Darryl Sterk is a Chinese-English literary translator and scholar of Chinese literature, specifically Sinophone literature from Taiwan. His scholarly interest is the comparative representation of aboriginal places and peoples in film and literature.

3 thoughts on “Nativization and Foreignization in the Translation of “Seediq Bale”

  1. Again, many thanks, Darryl, for an extremely thoughtful and informative post.
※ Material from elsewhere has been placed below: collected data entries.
//! Vault-unlock and derived operations (§4.E). These all start from an
//! already-obtained `K_vault`, handed in by the facade after it completes
//! the signed `/pa/vault/unlock` round trip (§5: I/O lives outside the
//! lock-guarded core).

use p256::ecdsa::signature::Signer;
use p256::ecdsa::{Signature, SigningKey};
use p256::SecretKey;

use pa_crypto::{aes_cbc, kdf, Key16};

use crate::error::PowerAuthError;
use crate::state::Session;

/// `derive_k(K_vault, index)` — custom encryption key at a caller-chosen
/// index (§4.E "derive key at index i").
pub fn derive_encryption_key(k_vault: &Key16, index: u64) -> Key16 {
    kdf::derive_k(k_vault.as_bytes(), index)
}

impl Session {
    /// Decrypts the transport-gated device private key and signs
    /// `SHA256(payload)`-equivalent data with it (P-256 ECDSA applies its
    /// own hashing). Requires a prior successful vault-unlock round trip
    /// as the possession+knowledge authorization gate (§4.E); the device
    /// key itself is unwrapped via `K_transport`, not `K_vault` — see the
    /// device-private-key-envelope design decision.
    pub fn sign_with_device_private_key(
        &self,
        possession_unlock_key: &[u8; 16],
        payload: &[u8],
    ) -> Result<Vec<u8>, PowerAuthError> {
        let active = self.active()?;
        let k_transport_bytes = aes_cbc::decrypt_zero_iv(possession_unlock_key, &active.envelope_transport)?;
        let k_transport: [u8; 16] = k_transport_bytes
            .try_into()
            .map_err(|_| PowerAuthError::InvalidActivationData("K_transport must be 16 bytes".into()))?;

        let device_secret_bytes =
            aes_cbc::decrypt_zero_iv(&k_transport, &active.envelope_device_private_key)?;
        let secret = SecretKey::from_slice(&device_secret_bytes)
            .map_err(|e| PowerAuthError::InvalidActivationData(e.to_string()))?;
        let signing_key = SigningKey::from(&secret);
        let signature: Signature = signing_key.sign(payload);
        Ok(signature.to_der().as_bytes().to_vec())
    }

    /// Validated password change (§4.E): the caller already proved the
    /// old password was correct by successfully obtaining `K_vault`
    /// (the vault-unlock request was signed with the knowledge factor).
    /// This just delegates to the unvalidated local re-key.
    pub fn change_user_password_validated(
        &mut self,
        old: &[u8],
        new: &[u8],
    ) -> Result<(), PowerAuthError> {
        self.change_user_password(old, new)
    }

    /// Add biometry after activation (§4.E): wraps the already-unwrapped
    /// biometry signature key, `derive_k(K_vault, 3)`, under a freshly
    /// platform-provided biometry unlock key.
    pub fn add_biometry_factor_post_activation(
        &mut self,
        k_vault: &Key16,
        biometry_unlock_key: &Key16,
    ) -> Result<(), PowerAuthError> {
        let k_signature_biometry = kdf::derive_k(k_vault.as_bytes(), 3);
        self.add_biometry_factor(&k_signature_biometry, biometry_unlock_key)
    }
}

#[cfg(test)]
mod tests {
    use super::*;
    use crate::config::SessionSetup;
    use crate::state::{ActivationState, ActiveActivation};
    use p256::SecretKey as P256SecretKey;
    use rand_core::OsRng;

    fn active_session() -> (Session, [u8; 16], Key16) {
        let possession_unlock = [4u8; 16];
        let k_transport = Key16([8u8; 16]);
        let device_secret = P256SecretKey::random(&mut OsRng);
        let envelope_transport = aes_cbc::encrypt_zero_iv(&possession_unlock, k_transport.as_bytes());
        let envelope_device_private_key =
            aes_cbc::encrypt_zero_iv(k_transport.as_bytes(), device_secret.to_bytes().as_slice());

        let setup = SessionSetup::new(
            "app-key",
            b"app-secret".to_vec(),
            P256SecretKey::random(&mut OsRng).public_key(),
            "instance-1",
        )
        .unwrap();
        let mut session = Session::new(setup);
        session.set_state(ActivationState::Active(ActiveActivation {
            activation_id: "act-1".into(),
            server_public_key: P256SecretKey::random(&mut OsRng).public_key(),
            activation_id_short: "AAAAAAAAAA".into(),
            envelope_possession: vec![0u8; 16],
            envelope_knowledge: Vec::new(),
            envelope_biometry: None,
            envelope_transport,
            envelope_device_private_key,
            counter: 0,
        }));
        (session, possession_unlock, k_transport)
    }

    #[test]
    fn derive_encryption_key_matches_derive_k() {
        let k_vault = Key16([1u8; 16]);
        let derived = derive_encryption_key(&k_vault, 42);
        assert_eq!(derived.as_bytes(), kdf::derive_k(k_vault.as_bytes(), 42).as_bytes());
    }

    #[test]
    fn sign_with_device_private_key_produces_a_der_signature() {
        let (session, possession_unlock, _k_transport) = active_session();
        let sig = session
            .sign_with_device_private_key(&possession_unlock, b"payload")
            .unwrap();
        assert!(!sig.is_empty());
    }

    #[test]
    fn add_biometry_post_activation_sets_envelope() {
        let (mut session, _possession_unlock, _k_transport) = active_session();
        assert!(!session.has_biometry_factor());
        let k_vault = Key16([9u8; 16]);
        let biometry_unlock = Key16([2u8; 16]);
        session
            .add_biometry_factor_post_activation(&k_vault, &biometry_unlock)
            .unwrap();
        assert!(session.has_biometry_factor());
    }
}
It may interest you to know that the name the great majority of indigenous people all over the world give themselves is in fact their own word for “people,” with the implication “real people” or perhaps better “authentic people.” I don’t see this as snobbishness, however, or a form of xenophobia, but more simply, and more interestingly, an archaic tradition.

    This is purely conjecture on my part, but as I see it, our early human ancestors would have found it important to distinguish themselves from other animals and would have wanted to invent a name for themselves that did the job. So they would have called themselves by that name, i.e., “people” as opposed to animals. This naming practice would have become established as a tradition and was thus handed down over the generations, as the original lineage split into many thousands of subgroups and spread all over the world.

  2. > it wouldn’t be wrong to argue that Seediq bale means “adult” or “Seediq adult.”

    I have a different reading. I don’t think the meaning of ‘Seediq Bale’ is equal to ‘adult’. What is involved is the concept of personhood (sort of fundamental in anthropological theories). The meaning is closer to ‘ideal person’ instead of adult. The Seediq believed that one could reunite with the ancestors only through the path of the rainbow. The practice of gaya (moral tradition) qualified a person to walk across the rainbow; the achievements of headhunting (male) and master weaving (female) were only partial fulfillment of gaya. It is a central message of the film.

    As for the title. I think there is a contexual difference that you have not taken into account: Seediq is a meaningful word in Taiwan, since it’s the name of an indigenous ethnic group. Therefore the Taiwan title Sai-de-ke-ba-lai (following the pronunciation of Seediq Bale) makes sense to the audience. They only need to learn a short new word ‘bale’.

  3. Thanks again Victor, your theory sounds plausible. I would imagine that the meanings of these endonyms might change when they come into contact with other people. A specific people might have to generalize the term. It used to just refer to us in distinction to animals, but now it refers to humans in general in distinction to animals. Or they would introduce a new, more general term, retaining the other term for themselves.

    I’m reminded of something my linguistics teacher told me about the word for fish in one of the Salishan languages. He said there wasn’t a word for “fish.” There were words for different fish, and eventually they decided to use the word for salmon as a general term for fish in general.